+++ Given information
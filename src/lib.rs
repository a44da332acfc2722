//! Tempoq: an in-process scheduled priority queue.
//!
//! # Overview
//!
//! Tempoq stores payloads under priorities in an addressable pairing heap
//! and, when asked, dispatches them on deadline: priorities become instants,
//! a single injected timer fires when the earliest one elapses, and every
//! due item is polled off — in strict priority order — into an async stream
//! that any number of concurrent consumers share.
//!
//! Four pieces interlock:
//!
//! - a **registry** gives every stored payload a stable [`Handle`] and
//!   resolves the three reference forms ([`Ref`]: id, handle, payload);
//! - a **pairing heap** provides O(1) insert, amortized O(log n)
//!   delete-min, and cheap re-keying, addressed through those handles;
//! - a **scheduler** keeps exactly one timer armed for the current
//!   minimum's deadline and drains everything due when it fires;
//! - **events** and a **dispatch stream** observe each mutation and carry
//!   polled items to consumers, in that order.
//!
//! # Layering
//!
//! Each concern is a wrapper implementing [`PriorityQueue`]; the
//! [`QueueBuilder`] composes the full stack:
//!
//! ```text
//! ScheduledQueue ─▶ DispatchQueue ─▶ EventedQueue ─▶ PairingHeap
//! ```
//!
//! # Example
//!
//! ```
//! use std::sync::Arc;
//! use tempoq::scheduler::{TestTimer, VirtualClock};
//! use tempoq::{PriorityQueue, QueueBuilder, Time};
//!
//! let clock = Arc::new(VirtualClock::new());
//! let timer = Arc::new(TestTimer::new());
//! let mut queue = QueueBuilder::new()
//!     .clock(clock.clone())
//!     .timer(timer.clone())
//!     .build()
//!     .expect("clock and timer supplied");
//!
//! queue.insert(Time::from_millis(50), "soon".to_string(), None)?;
//! queue.insert(Time::from_millis(900), "later".to_string(), None)?;
//! queue.start();
//!
//! // Deterministic dispatch: advance the clock, fire the timer.
//! clock.set(Time::from_millis(60));
//! timer.fire_next();
//! assert_eq!(queue.stream().ready_len(), 1);
//! assert_eq!(queue.len(), 1);
//! # Ok::<(), tempoq::Error>(())
//! ```
//!
//! # Concurrency
//!
//! A queue instance serializes all operations — user calls and timer
//! callbacks — on one mutex. The only suspension point is a consumer's
//! `next()` on an empty buffer. Handles are immutable and freely shareable.

#![forbid(unsafe_code)]
#![warn(missing_docs)]
#![warn(clippy::pedantic)]
#![warn(clippy::nursery)]
#![allow(clippy::missing_errors_doc)]
#![allow(clippy::missing_panics_doc)]
#![allow(clippy::module_name_repetitions)]
#![allow(clippy::cast_possible_truncation)]

pub mod config;
pub mod dispatch;
pub mod error;
pub mod events;
pub mod heap;
pub mod queue;
pub mod registry;
pub mod scheduler;
pub mod types;
pub mod util;

#[cfg(test)]
pub(crate) mod test_utils;

pub use config::{QueueBuilder, ScheduledPriorityQueue};
pub use dispatch::{DispatchQueue, DispatchStream, NextEntry, Stream};
pub use error::{Error, ErrorKind, Result, ResultExt};
pub use events::{EventEmitter, EventKind, EventedQueue, QueueEvent};
pub use heap::PairingHeap;
pub use queue::{Entry, PriorityChange, PriorityQueue};
pub use registry::{Handle, Ref, Registry};
pub use scheduler::ScheduledQueue;
pub use types::{ListenerId, NodeId, Time};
++++++
Work required ->
Count the lines in the records above that contain the word "TestTimer", and give only the number.

Result of the exercise ->
2